[Stored items]

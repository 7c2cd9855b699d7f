// SPDX-License-Identifier: BUSL-1.1
// Copyright (c) 2026 Alfred Jean LLC

//! Opaque payload newtypes carried through the pipeline.
//!
//! Neither type is ever parsed by this crate — both are treated as opaque
//! UTF-8 byte strings, JSON in practice, owned by whichever producer built them.

use std::fmt;

macro_rules! define_payload {
    (
        $(#[$meta:meta])*
        pub struct $name:ident;
    ) => {
        $(#[$meta])*
        #[derive(Debug, Clone, PartialEq, Eq, Hash, serde::Serialize, serde::Deserialize)]
        pub struct $name(String);

        impl $name {
            pub fn new(payload: impl Into<String>) -> Self {
                Self(payload.into())
            }

            pub fn as_str(&self) -> &str {
                &self.0
            }

            pub fn as_bytes(&self) -> &[u8] {
                self.0.as_bytes()
            }

            pub fn len(&self) -> usize {
                self.0.len()
            }

            pub fn is_empty(&self) -> bool {
                self.0.is_empty()
            }

            pub fn into_string(self) -> String {
                self.0
            }
        }

        impl fmt::Display for $name {
            fn fmt(&self, f: &mut fmt::Formatter<'_>) -> fmt::Result {
                write!(f, "{}", self.0)
            }
        }

        impl From<String> for $name {
            fn from(s: String) -> Self {
                Self(s)
            }
        }

        impl From<&str> for $name {
            fn from(s: &str) -> Self {
                Self(s.to_string())
            }
        }
    };
}

define_payload! {
    /// A redo record pulled from the engine or a bus. Immutable once produced.
    pub struct RedoRecord;
}

define_payload! {
    /// An "info" envelope returned by the engine's apply-with-info variant.
    pub struct InfoEnvelope;
}

#[cfg(test)]
#[path = "record_tests.rs"]
mod tests;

### What you have to do
Each line of the data is to be output exactly, with none skipped.

### Output of the exercise
repository 7c2cd9855b699d7f
// SPDX-License-Identifier: BUSL-1.1
// Copyright (c) 2026 Alfred Jean LLC

//! Opaque payload newtypes carried through the pipeline.
//!
//! Neither type is ever parsed by this crate — both are treated as opaque
//! UTF-8 byte strings, JSON in practice, owned by whichever producer built them.

use std::fmt;

macro_rules! define_payload {
    (
        $(#[$meta:meta])*
        pub struct $name:ident;
    ) => {
        $(#[$meta])*
        #[derive(Debug, Clone, PartialEq, Eq, Hash, serde::Serialize, serde::Deserialize)]
        pub struct $name(String);

        impl $name {
            pub fn new(payload: impl Into<String>) -> Self {
                Self(payload.into())
            }

            pub fn as_str(&self) -> &str {
                &self.0
            }

            pub fn as_bytes(&self) -> &[u8] {
                self.0.as_bytes()
            }

            pub fn len(&self) -> usize {
                self.0.len()
            }

            pub fn is_empty(&self) -> bool {
                self.0.is_empty()
            }

            pub fn into_string(self) -> String {
                self.0
            }
        }

        impl fmt::Display for $name {
            fn fmt(&self, f: &mut fmt::Formatter<'_>) -> fmt::Result {
                write!(f, "{}", self.0)
            }
        }

        impl From<String> for $name {
            fn from(s: String) -> Self {
                Self(s)
            }
        }

        impl From<&str> for $name {
            fn from(s: &str) -> Self {
                Self(s.to_string())
            }
        }
    };
}

define_payload! {
    /// A redo record pulled from the engine or a bus. Immutable once produced.
    pub struct RedoRecord;
}

define_payload! {
    /// An "info" envelope returned by the engine's apply-with-info variant.
    pub struct InfoEnvelope;
}

#[cfg(test)]
#[path = "record_tests.rs"]
mod tests;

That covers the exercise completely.